The Status interface lets you subscribe to hear about new Builds finishing,
and also lets you ask about earlier Builds. So the correct sequence would be:

 subscribe to new Builds
 retrieve build[-1]
  examine SourceStamp of that build, compare against the last known build
  if different, trigger a new build with the build[-1] sources
 when new builds arrive, if they were SUCCESS, trigger a new build

> [using Locks for resource allocation]
> Obviously, if the different projects aren't talking to each other, that
> doesn't work. I can see uses for this for making sure performance tests run
> cleanly, making sure that tests that use a database can share the same one
> without stomping on each other, etc, etc.

Of course. We could build inter-buildmaster Locks, but I think that would be
a bad idea.

I'm still waffling on what the the Lock semantics ought to be (as opposed to
the Dependency stuff, which is easier because it only affects the Scheduler).
Some of the possibilities:

 each Step could declare a set of named Locks that it wants to acquire before
 starting.

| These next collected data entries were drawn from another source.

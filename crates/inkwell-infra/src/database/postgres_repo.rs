//! PostgreSQL repository implementations.

use async_trait::async_trait;
use sea_orm::{ColumnTrait, EntityTrait, QueryFilter, QueryOrder, QuerySelect};
use uuid::Uuid;

use inkwell_core::domain::{Post, PostFilter, PostStatus, User};
use inkwell_core::error::RepoError;
use inkwell_core::ports::{PostRepository, UserRepository};

use super::entity::post::{self, Entity as PostEntity};
use super::entity::user::{self, Entity as UserEntity};
use super::postgres_base::{PostgresBaseRepository, query_error};

/// PostgreSQL user repository.
pub type PostgresUserRepository = PostgresBaseRepository<UserEntity>;

/// PostgreSQL post repository.
pub type PostgresPostRepository = PostgresBaseRepository<PostEntity>;

/// Mask an email for logging to avoid PII in logs.
pub(crate) fn mask_email(email: &str) -> String {
    match email.split_once('@') {
        Some((local, domain)) => match local.chars().next() {
            Some(first) if local.chars().count() > 1 => format!("{}***@{}", first, domain),
            _ => format!("***@{}", domain),
        },
        None => "***".to_string(),
    }
}

#[async_trait]
impl UserRepository for PostgresUserRepository {
    async fn find_by_email(&self, email: &str) -> Result<Option<User>, RepoError> {
        tracing::debug!(user_email = %mask_email(email), "Finding user by email");

        let result = UserEntity::find()
            .filter(user::Column::Email.eq(email))
            .one(&*self.db)
            .await
            .map_err(query_error)?;

        result.map(User::try_from).transpose()
    }

    async fn find_by_username(&self, username: &str) -> Result<Option<User>, RepoError> {
        let result = UserEntity::find()
            .filter(user::Column::Username.eq(username))
            .one(&*self.db)
            .await
            .map_err(query_error)?;

        result.map(User::try_from).transpose()
    }

    async fn find_by_ids(&self, ids: &[Uuid]) -> Result<Vec<User>, RepoError> {
        if ids.is_empty() {
            return Ok(Vec::new());
        }

        let result = UserEntity::find()
            .filter(user::Column::Id.is_in(ids.iter().copied()))
            .all(&*self.db)
            .await
            .map_err(query_error)?;

        result.into_iter().map(User::try_from).collect()
    }
}

#[async_trait]
impl PostRepository for PostgresPostRepository {
    async fn find_by_slug(&self, slug: &str) -> Result<Option<Post>, RepoError> {
        let result = PostEntity::find()
            .filter(post::Column::Slug.eq(slug))
            .one(&*self.db)
            .await
            .map_err(query_error)?;

        result.map(Post::try_from).transpose()
    }

    async fn list_published(&self, filter: &PostFilter) -> Result<Vec<Post>, RepoError> {
        let mut query =
            PostEntity::find().filter(post::Column::Status.eq(PostStatus::Published.as_str()));

        if let Some(category) = filter.category {
            query = query.filter(post::Column::Category.eq(category.as_str()));
        }

        let result = query
            .order_by_desc(post::Column::CreatedAt)
            .order_by_desc(post::Column::Id)
            .offset(filter.offset())
            .limit(filter.page_size)
            .all(&*self.db)
            .await
            .map_err(query_error)?;

        result.into_iter().map(Post::try_from).collect()
    }
}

These names are either scoped to the buildslave or to the
 buildmaster as a whole (perhaps with names like "slave.using_database" or
 "master.running_benchmarks"). Slaves could request multiple names, but will
 yield all Locks at the end of each step (to avoid deadlock).

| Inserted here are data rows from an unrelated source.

//! Application state - shared across all handlers.

use std::sync::Arc;

use inkwell_core::ports::{PasswordService, PostRepository, TokenService, UserRepository};
use inkwell_core::services::{AccountService, PostService};
use inkwell_infra::database::DatabaseConnections;
use inkwell_infra::{
    Argon2PasswordService, InMemoryPostRepository, InMemoryUserRepository, JwtConfig,
    JwtTokenService,
};

#[cfg(feature = "postgres")]
use inkwell_infra::database::{PostgresPostRepository, PostgresUserRepository};

use crate::config::AppConfig;

/// Shared application state.
#[derive(Clone)]
pub struct AppState {
    pub posts: Arc<PostService>,
    pub accounts: Arc<AccountService>,
    pub db: Option<Arc<DatabaseConnections>>,
}

impl AppState {
    /// Build the application state, falling back to in-memory repositories
    /// when no database is configured or reachable.
    pub async fn new(config: &AppConfig) -> Self {
        #[cfg(feature = "postgres")]
        let (db, users, posts) = match &config.database {
            Some(db_config) => match DatabaseConnections::init(db_config).await {
                Ok(connections) => {
                    let conn = Arc::new(connections);
                    let users: Arc<dyn UserRepository> =
                        Arc::new(PostgresUserRepository::new(conn.main.clone()));
                    let posts: Arc<dyn PostRepository> =
                        Arc::new(PostgresPostRepository::new(conn.main.clone()));
                    (Some(conn), users, posts)
                }
                Err(e) => {
                    tracing::error!(
                        "Failed to connect to database: {}. Using in-memory fallback.",
                        e
                    );
                    Self::memory_repositories()
                }
            },
            None => {
                tracing::warn!("DATABASE_URL not set. Running without database (in-memory mode).");
                Self::memory_repositories()
            }
        };

        #[cfg(not(feature = "postgres"))]
        let (db, users, posts) = {
            tracing::info!("Running without postgres feature - using in-memory repositories");
            Self::memory_repositories()
        };

        let state = Self::build(
            users,
            posts,
            Arc::new(Argon2PasswordService::new()),
            Arc::new(JwtTokenService::new(config.jwt.clone())),
            config.default_page_size,
        )
        .with_db(db);

        tracing::info!("Application state initialized");
        state
    }

    /// In-memory state with a cheap password hash, for tests and local runs.
    pub fn in_memory(jwt: JwtConfig) -> Self {
        let passwords: Arc<dyn PasswordService> = match Argon2PasswordService::with_cost(1024, 1)
        {
            Ok(service) => Arc::new(service),
            Err(e) => {
                tracing::warn!("Falling back to default Argon2 cost: {}", e);
                Arc::new(Argon2PasswordService::new())
            }
        };

        let (_, users, posts) = Self::memory_repositories();
        Self::build(
            users,
            posts,
            passwords,
            Arc::new(JwtTokenService::new(jwt)),
            inkwell_core::domain::PostFilter::DEFAULT_PAGE_SIZE,
        )
    }

    pub fn build(
        users: Arc<dyn UserRepository>,
        posts: Arc<dyn PostRepository>,
        passwords: Arc<dyn PasswordService>,
        tokens: Arc<dyn TokenService>,
        default_page_size: u64,
    ) -> Self {
        Self {
            posts: Arc::new(
                PostService::new(posts, users.clone()).with_default_page_size(default_page_size),
            ),
            accounts: Arc::new(AccountService::new(users, passwords, tokens)),
            db: None,
        }
    }

    fn with_db(mut self, db: Option<Arc<DatabaseConnections>>) -> Self {
        self.db = db;
        self
    }

    #[allow(clippy::type_complexity)]
    fn memory_repositories() -> (
        Option<Arc<DatabaseConnections>>,
        Arc<dyn UserRepository>,
        Arc<dyn PostRepository>,
    ) {
        (
            None,
            Arc::new(InMemoryUserRepository::new()),
            Arc::new(InMemoryPostRepository::new()),
        )
    }
}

 each Build could declare a set of Locks that it must acquire before
 starting.

 there could be special GetLock and ReleaseLock steps that you'd insert
 between your regular steps. This has the possibility of deadlock, but would
 also let you achieve the flexibility of both Step-wise and Build-wise Locks.

I can't currently imagine a scenario where you'd want to be able to lock a
whole build, but I wouldn't be surprised if there were one out there. The
"lock pygst while we're installing libgstreamer into ../installed" use case
from Scenario 2 above could be safely accomplished with just a single lock
that was acquired by both the libgstreamer's install step and the pygst's
configure/compile step. If the configure and compile were in separate steps,
then you'd need either multi-step Locks or whole-Build Locks to be safe.

I'd love to have a syntax for this that didn't make it possible to deadlock.
Trying to obtain a Lock while you already have one held is the primitive that
must be prohibited to avoid this.

> >Let me know if this all sounds like it will fit your needs. 
> >The whole Scheduler thing is still a work in progress, and I 
> >want to make sure it solves these sorts of problems.
> 
> It sounds like it will definitely cover our needs, and then some.
> 
> $64K question: Any idea of a timeline on this?

My target for the Scheduler stuff is to get it done in the next month. The
basic logic is done, but I haven't written the unit tests, or updated the
status targets to handle the brave new world (multiple slaves per builder,
dealing with BuildSets and BuildRequests, somehow showing the status of a
Scheduler sanely [sheesh :-]). I think that target timeline will include
Locks and Dependencies, as well as Scheduler variants that can watch remote
buildmasters. If that slips, it will be because I really want to get the
'try' feature into this revision as well, but with all the other pieces in
place I don't think that will be too hard to implement.